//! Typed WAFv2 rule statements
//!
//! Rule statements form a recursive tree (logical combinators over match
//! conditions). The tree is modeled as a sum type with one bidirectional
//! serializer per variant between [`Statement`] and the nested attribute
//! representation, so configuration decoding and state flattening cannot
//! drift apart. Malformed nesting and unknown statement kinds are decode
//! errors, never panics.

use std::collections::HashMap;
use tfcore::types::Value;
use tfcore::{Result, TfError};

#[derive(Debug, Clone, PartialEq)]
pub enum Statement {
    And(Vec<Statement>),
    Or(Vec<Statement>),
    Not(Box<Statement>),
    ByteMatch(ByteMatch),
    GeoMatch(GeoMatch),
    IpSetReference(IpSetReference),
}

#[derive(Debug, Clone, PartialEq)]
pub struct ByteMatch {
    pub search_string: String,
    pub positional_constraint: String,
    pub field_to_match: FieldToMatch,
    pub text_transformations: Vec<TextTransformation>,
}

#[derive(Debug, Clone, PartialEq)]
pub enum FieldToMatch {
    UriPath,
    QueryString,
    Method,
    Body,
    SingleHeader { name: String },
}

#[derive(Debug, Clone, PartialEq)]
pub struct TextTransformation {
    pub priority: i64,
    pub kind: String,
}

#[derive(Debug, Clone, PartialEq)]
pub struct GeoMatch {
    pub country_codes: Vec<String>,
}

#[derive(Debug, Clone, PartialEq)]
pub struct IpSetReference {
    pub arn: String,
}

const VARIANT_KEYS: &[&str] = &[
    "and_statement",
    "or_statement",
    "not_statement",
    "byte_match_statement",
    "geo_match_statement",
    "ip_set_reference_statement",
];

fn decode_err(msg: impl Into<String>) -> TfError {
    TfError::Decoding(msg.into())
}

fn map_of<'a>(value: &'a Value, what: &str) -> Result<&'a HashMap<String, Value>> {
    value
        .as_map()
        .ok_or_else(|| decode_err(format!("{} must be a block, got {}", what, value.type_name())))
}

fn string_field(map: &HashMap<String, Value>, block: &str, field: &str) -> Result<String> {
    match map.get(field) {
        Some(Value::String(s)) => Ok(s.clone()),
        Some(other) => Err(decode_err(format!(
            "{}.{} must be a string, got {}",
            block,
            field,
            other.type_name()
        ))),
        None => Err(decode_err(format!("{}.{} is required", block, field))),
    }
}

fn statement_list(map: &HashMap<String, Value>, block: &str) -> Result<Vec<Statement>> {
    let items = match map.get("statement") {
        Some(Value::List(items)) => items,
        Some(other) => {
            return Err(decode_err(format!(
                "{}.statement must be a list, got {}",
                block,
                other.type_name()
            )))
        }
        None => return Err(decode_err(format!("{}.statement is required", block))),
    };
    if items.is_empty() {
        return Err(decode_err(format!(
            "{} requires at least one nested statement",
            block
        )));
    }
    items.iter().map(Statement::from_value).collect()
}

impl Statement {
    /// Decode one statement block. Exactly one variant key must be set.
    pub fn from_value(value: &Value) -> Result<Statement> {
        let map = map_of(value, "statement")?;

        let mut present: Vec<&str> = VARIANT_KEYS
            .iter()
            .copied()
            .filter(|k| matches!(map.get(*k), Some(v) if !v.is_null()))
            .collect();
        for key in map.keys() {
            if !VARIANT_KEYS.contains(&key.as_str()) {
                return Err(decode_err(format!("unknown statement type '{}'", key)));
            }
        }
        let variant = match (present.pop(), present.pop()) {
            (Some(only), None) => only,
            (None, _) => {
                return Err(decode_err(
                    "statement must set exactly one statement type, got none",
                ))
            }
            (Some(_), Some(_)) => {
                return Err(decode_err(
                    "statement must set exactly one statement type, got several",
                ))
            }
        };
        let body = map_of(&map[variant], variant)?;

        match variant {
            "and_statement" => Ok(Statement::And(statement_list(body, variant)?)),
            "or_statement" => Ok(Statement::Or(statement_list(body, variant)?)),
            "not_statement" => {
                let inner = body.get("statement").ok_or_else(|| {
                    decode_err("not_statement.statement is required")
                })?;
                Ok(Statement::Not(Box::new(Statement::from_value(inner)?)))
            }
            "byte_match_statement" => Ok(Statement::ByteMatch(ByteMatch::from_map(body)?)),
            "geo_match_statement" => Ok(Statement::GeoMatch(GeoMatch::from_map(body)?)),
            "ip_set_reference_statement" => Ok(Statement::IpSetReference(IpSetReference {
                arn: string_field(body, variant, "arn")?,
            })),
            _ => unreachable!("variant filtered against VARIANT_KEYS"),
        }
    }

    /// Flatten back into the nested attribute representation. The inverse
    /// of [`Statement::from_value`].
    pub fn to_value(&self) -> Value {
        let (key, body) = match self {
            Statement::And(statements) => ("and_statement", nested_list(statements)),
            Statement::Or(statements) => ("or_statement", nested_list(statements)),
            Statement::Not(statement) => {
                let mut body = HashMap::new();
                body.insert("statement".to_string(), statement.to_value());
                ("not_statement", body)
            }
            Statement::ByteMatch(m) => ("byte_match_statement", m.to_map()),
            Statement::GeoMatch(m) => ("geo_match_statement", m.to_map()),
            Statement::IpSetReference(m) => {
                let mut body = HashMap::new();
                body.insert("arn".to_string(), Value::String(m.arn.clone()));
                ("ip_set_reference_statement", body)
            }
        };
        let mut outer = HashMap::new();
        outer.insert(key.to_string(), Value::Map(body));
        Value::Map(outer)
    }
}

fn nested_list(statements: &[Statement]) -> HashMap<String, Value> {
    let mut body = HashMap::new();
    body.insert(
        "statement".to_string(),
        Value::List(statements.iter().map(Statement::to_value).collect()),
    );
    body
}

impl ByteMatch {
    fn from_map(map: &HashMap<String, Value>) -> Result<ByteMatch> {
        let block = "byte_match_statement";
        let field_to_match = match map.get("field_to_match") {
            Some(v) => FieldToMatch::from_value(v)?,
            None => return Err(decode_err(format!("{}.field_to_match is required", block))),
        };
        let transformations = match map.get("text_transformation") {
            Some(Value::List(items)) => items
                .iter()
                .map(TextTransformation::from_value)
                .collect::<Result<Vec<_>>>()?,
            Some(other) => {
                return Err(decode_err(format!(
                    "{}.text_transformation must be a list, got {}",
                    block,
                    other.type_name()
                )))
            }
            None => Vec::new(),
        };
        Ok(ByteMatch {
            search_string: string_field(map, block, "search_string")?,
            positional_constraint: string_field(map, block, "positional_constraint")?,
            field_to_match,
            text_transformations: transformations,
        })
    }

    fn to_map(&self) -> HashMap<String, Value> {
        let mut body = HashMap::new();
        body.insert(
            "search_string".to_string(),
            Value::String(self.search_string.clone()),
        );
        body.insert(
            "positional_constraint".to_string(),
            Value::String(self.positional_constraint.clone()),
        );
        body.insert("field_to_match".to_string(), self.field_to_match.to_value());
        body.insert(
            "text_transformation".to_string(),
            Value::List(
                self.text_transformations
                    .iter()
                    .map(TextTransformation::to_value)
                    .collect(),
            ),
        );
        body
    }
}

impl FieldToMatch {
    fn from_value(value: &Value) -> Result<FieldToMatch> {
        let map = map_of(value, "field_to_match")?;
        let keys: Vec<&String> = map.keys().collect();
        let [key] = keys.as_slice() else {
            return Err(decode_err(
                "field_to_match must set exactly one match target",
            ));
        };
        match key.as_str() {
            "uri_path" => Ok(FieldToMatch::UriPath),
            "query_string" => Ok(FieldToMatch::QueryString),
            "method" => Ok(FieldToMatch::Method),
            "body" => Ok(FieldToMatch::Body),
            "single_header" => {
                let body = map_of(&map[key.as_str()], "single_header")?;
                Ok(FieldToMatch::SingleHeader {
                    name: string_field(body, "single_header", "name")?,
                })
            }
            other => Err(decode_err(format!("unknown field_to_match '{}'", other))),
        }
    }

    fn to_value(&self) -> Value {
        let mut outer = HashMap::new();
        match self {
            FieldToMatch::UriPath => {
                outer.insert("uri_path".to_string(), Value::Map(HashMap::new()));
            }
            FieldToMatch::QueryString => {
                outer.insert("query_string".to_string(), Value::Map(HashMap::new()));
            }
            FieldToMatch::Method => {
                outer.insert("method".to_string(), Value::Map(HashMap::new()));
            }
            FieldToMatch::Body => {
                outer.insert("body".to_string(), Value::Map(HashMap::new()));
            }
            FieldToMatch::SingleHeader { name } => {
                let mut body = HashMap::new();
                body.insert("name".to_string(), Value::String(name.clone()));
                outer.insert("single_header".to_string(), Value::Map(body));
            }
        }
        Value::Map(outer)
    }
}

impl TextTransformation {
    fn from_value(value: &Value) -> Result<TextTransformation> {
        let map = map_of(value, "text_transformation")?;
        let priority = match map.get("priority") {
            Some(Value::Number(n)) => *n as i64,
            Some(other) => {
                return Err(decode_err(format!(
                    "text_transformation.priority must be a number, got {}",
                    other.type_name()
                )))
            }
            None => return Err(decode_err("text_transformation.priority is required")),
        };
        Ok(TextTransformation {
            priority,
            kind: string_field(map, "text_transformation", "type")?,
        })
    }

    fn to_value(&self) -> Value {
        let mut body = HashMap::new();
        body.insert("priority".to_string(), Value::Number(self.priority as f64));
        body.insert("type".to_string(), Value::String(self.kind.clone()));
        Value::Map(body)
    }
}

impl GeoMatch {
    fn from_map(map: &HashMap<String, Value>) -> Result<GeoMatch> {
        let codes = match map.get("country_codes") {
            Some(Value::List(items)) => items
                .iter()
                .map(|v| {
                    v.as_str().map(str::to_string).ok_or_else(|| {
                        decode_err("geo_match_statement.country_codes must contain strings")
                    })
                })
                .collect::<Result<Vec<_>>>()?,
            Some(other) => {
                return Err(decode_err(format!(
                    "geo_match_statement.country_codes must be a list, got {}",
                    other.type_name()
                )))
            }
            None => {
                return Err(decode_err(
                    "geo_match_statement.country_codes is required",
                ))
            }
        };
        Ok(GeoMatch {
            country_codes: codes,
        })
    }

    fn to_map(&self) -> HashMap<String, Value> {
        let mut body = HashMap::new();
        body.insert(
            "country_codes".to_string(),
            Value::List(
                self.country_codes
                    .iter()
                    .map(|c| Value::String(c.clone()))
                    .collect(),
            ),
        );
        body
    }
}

####

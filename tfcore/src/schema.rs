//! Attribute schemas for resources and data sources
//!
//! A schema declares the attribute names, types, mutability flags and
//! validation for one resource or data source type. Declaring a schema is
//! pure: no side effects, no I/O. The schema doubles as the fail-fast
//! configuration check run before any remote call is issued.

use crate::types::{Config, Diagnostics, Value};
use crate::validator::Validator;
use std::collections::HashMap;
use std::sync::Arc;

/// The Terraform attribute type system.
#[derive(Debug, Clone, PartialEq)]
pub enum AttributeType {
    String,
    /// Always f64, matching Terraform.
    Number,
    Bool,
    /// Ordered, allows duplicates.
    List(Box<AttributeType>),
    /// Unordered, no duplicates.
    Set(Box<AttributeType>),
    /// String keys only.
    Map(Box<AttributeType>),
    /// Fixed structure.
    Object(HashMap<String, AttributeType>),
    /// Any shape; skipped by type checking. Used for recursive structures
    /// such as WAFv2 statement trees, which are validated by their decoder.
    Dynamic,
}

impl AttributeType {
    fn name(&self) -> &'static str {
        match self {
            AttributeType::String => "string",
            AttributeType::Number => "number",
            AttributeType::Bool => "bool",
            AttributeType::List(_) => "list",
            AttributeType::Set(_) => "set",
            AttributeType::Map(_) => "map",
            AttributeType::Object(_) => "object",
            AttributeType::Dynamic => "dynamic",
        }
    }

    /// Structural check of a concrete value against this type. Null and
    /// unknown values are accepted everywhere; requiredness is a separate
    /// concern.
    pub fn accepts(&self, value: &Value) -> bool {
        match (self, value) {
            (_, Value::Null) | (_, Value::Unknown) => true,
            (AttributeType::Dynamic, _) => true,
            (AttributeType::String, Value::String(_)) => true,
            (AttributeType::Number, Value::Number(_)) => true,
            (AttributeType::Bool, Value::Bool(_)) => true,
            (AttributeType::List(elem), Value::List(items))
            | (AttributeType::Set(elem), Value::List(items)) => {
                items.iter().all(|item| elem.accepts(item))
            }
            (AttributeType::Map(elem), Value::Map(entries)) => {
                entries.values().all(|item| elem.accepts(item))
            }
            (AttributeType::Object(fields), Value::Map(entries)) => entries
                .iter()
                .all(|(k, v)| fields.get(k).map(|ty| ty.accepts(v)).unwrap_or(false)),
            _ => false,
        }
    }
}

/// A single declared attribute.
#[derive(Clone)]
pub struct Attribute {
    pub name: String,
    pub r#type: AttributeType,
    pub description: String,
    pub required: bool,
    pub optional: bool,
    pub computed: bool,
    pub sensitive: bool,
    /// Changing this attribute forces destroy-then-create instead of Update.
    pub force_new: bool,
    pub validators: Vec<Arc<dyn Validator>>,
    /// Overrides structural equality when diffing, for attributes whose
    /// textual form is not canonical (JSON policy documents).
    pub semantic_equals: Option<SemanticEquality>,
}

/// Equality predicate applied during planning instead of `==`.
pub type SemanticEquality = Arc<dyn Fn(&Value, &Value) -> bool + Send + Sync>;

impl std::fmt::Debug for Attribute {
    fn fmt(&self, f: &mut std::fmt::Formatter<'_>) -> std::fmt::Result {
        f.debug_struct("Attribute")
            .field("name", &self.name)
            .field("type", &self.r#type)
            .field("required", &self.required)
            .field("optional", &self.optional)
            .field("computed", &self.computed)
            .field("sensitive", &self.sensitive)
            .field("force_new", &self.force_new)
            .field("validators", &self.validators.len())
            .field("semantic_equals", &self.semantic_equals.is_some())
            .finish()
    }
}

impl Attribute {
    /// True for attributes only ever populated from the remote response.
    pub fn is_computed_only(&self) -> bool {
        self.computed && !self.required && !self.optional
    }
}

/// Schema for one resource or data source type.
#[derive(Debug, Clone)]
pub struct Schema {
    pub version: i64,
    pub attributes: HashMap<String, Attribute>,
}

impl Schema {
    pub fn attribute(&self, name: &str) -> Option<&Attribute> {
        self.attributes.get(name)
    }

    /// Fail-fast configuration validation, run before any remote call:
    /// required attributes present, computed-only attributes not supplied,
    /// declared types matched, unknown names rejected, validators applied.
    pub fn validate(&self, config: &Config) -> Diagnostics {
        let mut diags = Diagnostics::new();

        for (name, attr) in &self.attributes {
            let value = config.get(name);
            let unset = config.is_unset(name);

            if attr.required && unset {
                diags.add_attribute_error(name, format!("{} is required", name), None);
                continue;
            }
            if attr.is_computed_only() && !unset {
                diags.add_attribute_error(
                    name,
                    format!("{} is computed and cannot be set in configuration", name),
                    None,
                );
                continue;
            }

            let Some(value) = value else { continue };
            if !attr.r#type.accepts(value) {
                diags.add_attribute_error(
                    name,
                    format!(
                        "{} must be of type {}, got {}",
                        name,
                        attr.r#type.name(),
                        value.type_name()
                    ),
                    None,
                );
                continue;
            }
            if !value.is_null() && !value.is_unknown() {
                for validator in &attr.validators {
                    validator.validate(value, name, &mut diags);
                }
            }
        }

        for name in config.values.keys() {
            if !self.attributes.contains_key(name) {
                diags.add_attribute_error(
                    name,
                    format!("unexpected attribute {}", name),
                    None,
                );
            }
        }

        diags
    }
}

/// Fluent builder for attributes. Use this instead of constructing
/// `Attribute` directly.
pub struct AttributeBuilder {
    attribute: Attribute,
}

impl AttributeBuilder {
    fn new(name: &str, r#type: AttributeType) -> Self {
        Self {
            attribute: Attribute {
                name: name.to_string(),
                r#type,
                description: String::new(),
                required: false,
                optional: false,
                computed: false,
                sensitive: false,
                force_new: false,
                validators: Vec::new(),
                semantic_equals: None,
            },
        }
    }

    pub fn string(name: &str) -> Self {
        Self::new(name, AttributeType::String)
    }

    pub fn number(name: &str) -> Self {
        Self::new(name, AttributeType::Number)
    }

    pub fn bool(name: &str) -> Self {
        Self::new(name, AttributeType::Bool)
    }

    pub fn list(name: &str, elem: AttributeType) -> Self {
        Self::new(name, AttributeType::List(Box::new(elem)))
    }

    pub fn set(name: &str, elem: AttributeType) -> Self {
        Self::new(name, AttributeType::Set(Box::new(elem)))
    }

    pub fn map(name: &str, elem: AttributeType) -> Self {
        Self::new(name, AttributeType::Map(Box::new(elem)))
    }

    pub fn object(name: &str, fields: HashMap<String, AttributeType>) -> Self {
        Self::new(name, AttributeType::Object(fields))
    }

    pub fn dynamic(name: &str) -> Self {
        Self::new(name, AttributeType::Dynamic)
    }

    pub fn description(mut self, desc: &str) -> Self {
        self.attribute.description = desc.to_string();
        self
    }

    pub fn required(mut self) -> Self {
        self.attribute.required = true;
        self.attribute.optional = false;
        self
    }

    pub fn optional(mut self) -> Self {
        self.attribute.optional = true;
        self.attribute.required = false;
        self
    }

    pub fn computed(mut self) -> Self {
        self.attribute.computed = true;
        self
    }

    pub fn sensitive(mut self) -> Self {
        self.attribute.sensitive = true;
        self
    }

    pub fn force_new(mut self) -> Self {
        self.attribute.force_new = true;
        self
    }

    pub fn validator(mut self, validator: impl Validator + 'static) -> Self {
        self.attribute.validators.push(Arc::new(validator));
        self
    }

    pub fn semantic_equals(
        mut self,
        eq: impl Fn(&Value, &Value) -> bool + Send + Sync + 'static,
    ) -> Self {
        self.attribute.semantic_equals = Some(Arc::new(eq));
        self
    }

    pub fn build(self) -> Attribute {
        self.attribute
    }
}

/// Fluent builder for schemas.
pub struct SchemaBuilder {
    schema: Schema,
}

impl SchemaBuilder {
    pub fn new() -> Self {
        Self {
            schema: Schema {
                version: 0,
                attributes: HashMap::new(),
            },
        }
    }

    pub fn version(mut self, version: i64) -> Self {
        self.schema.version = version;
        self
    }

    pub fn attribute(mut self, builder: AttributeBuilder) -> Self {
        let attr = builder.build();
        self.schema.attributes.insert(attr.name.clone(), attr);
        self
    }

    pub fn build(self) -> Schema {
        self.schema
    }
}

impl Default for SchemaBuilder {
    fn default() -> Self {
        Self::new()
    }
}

####

The answer is one number: how many lines of the material above contain "this".

3